India Menatap Dunia

Tahun sembilan puluhan sampai awal dua ribu masyarakat tanah air di terpa badai India. Televisi swasta gencar menayangkan film produksi Bollywood. Artis semacam Amitabh Bachchan, Mithun Chakraborty, Govinda, Sri Devi, sampai ke Shahrukh Khan dan Aishwarya Rai menghiasi hari-hari keluarga Indonesia. Demam India berkurang setelah ekspansi produk drama Jepang dan Korea memasuki tanah air.

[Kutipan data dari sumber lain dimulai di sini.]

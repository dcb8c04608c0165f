use anyhow::{Context, Result};
use scribe_config::Config;
use scribe_core::{ChunkAnalysis, Feature};
use scribe_engine::{ComparisonOutcome, ProcessingController};
use scribe_sources::ExportFormat;
use scribe_sources::export::export_chunks;
use std::path::PathBuf;

use super::{Settings, load_chunks, load_documents};
use crate::cli::InputArgs;

const COMPARE_SAMPLE_CHARS: usize = 2000;

pub async fn process(controller: &ProcessingController, config: &Config, input: InputArgs) -> Result<()> {
    let settings = Settings::resolve(&input, config);
    let documents = load_documents(controller, &input, &settings).await?;

    let total: usize = documents.iter().map(|doc| doc.chunks.len()).sum();
    println!("✓ Processed {} document(s) into {} chunks", documents.len(), total);
    println!("  Split method: {}", settings.method);
    for doc in &documents {
        println!("  {}: {} chunks", doc.path, doc.chunks.len());
    }

    Ok(())
}

pub async fn preview(
    controller: &ProcessingController,
    config: &Config,
    input: InputArgs,
    max: usize,
) -> Result<()> {
    let settings = Settings::resolve(&input, config);
    let chunks = load_chunks(controller, &input, &settings).await?;
    let previews =
        controller.preview_chunks(&chunks, &settings.tokenizer, settings.token_limit, max)?;

    println!(
        "Preview ({} of {} chunks, {} tokenizer, limit {}):",
        previews.len(),
        chunks.len(),
        settings.tokenizer,
        settings.token_limit
    );
    for item in previews {
        println!(
            "  #{:<4} {:>6} tokens  {:>6.1}%  {}",
            item.index,
            item.tokens,
            item.utilization_percent,
            item.status.label()
        );
        println!("        {}", item.excerpt);
    }

    Ok(())
}

pub async fn analyze(
    controller: &ProcessingController,
    config: &Config,
    input: InputArgs,
    json: bool,
) -> Result<()> {
    let settings = Settings::resolve(&input, config);
    let chunks = load_chunks(controller, &input, &settings).await?;
    let analysis = controller.analyze_chunks(&chunks, &settings.tokenizer, settings.token_limit)?;

    if json {
        println!("{}", serde_json::to_string_pretty(&analysis)?);
        return Ok(());
    }

    let advanced = controller.require(Feature::AdvancedAnalytics).is_ok();
    print_analysis(&analysis, advanced);
    Ok(())
}

pub fn print_analysis(analysis: &ChunkAnalysis, advanced: bool) {
    let dist = &analysis.token_distribution;

    println!("Analysis ({} tokenizer, {}):", analysis.tokenizer, analysis.accuracy);
    println!("  Chunks: {}", analysis.total_chunks);
    println!("  Total tokens: {}", analysis.total_tokens);
    println!(
        "  Tokens per chunk: avg {:.1}, min {}, max {}",
        analysis.avg_tokens, analysis.min_tokens, analysis.max_tokens
    );
    println!(
        "  Over the {}-token limit: {} ({:.1}%)",
        analysis.token_limit, analysis.over_limit, analysis.over_limit_percentage
    );
    println!("  Distribution:");
    println!("    <50:        {}", dist.under_50);
    println!("    50-199:     {}", dist.from_50_to_200);
    println!("    200-399:    {}", dist.from_200_to_400);
    println!("    400-limit:  {}", dist.from_400_to_limit);
    println!("    over limit: {}", dist.over_limit);

    if advanced {
        println!("  Efficiency: {:.1}%", analysis.efficiency_score);
        if !analysis.recommendations.is_empty() {
            println!("  Recommendations:");
            for recommendation in &analysis.recommendations {
                println!("    - {}", recommendation);
            }
        }
    } else {
        println!("  Efficiency scoring and recommendations need a premium license (scribe license upgrade)");
    }
}

pub fn tokenizers(controller: &ProcessingController, json: bool) -> Result<()> {
    let tokenizers = controller.get_available_tokenizers();

    if json {
        println!("{}", serde_json::to_string_pretty(&tokenizers)?);
        return Ok(());
    }

    println!("Tokenizers:");
    for desc in tokenizers {
        let access = match (desc.available, desc.has_access) {
            (false, _) => "unavailable",
            (true, true) => "ready",
            (true, false) => "premium",
        };
        println!("  {} ({})", desc.name, desc.display_name);
        println!("    {}, {}, {}", desc.accuracy, desc.performance, access);
    }

    Ok(())
}

pub async fn compare(
    controller: &ProcessingController,
    text: Option<String>,
    file: Option<PathBuf>,
    max: usize,
) -> Result<()> {
    let sample = match (text, file) {
        (Some(text), _) => text,
        (None, Some(path)) => {
            let raw = controller
                .load_document(&path)
                .await
                .with_context(|| format!("Failed to read {}", path.display()))?;
            raw.chars().take(COMPARE_SAMPLE_CHARS).collect()
        }
        (None, None) => anyhow::bail!("Provide --text or --file"),
    };

    println!("Comparison ({} characters):", sample.chars().count());
    for result in controller.compare_tokenizers(&sample, max) {
        match result.outcome {
            ComparisonOutcome::Counted {
                count, accuracy, ..
            } => {
                let tier = if result.is_premium { ", premium" } else { "" };
                println!("  {:<16} {:>8} tokens ({}{})", result.tokenizer, count, accuracy, tier)
            }
            ComparisonOutcome::Failed { reason } => {
                println!("  {:<16} {:>8}  {}", result.tokenizer, "-", reason)
            }
        }
    }

    Ok(())
}

pub async fn export(
    controller: &ProcessingController,
    config: &Config,
    input: InputArgs,
    output: PathBuf,
    format: Option<String>,
    with_counts: bool,
) -> Result<()> {
    let format = match format {
        Some(name) => name.parse::<ExportFormat>()?,
        None => ExportFormat::from_path(&output).unwrap_or(ExportFormat::Txt),
    };

    let settings = Settings::resolve(&input, config);
    let chunks = load_chunks(controller, &input, &settings).await?;
    let counts = if with_counts {
        Some(controller.count_chunks(&chunks, &settings.tokenizer)?)
    } else {
        None
    };

    export_chunks(&output, format, &chunks, counts.as_deref())
        .with_context(|| format!("Failed to write {}", output.display()))?;

    println!("✓ Exported {} chunks to {}", chunks.len(), output.display());
    println!("  Format: {}", format.as_str());
    Ok(())
}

Selama masa jaya film India di tanah air, kita disuguhi fakta yang sangat unik. Bernyanyi di setiap kesempatan baik sedih pun senang, bahkan ada yang mengatakan orang India kalau melihat pohon pasti akan bernyanyi dan menari. Akting pukul-pukulan yang sangat jelas tidak kena. Polisi berwajah garang, kulit hitam, kumis tebal, tapi bercelana pendek dan sering telat datang. Alur cerita yang mudah ditebak, seorang jagoan tumbuh dari keluarga yang pas-pasan kemudian bertemu dengan wanita dari keluarga berada, cinta mereka terintangi oleh orang tua, mereka berusaha untuk menghalau segala rintangan, meski harus berhadapan dengan para penjahat yang disewa oleh ornag tua si gadis, sang jagoan tetap bertahan dan akhirnya cinta mereka tak terpisahkan. Mereka berdua pun menyanyi, seiring dengan munculnya tulisan yang menerangkan tentang sipa pemain filmnya, siapa juru kameranya, siapa produsernya dan siapa sutradaranya.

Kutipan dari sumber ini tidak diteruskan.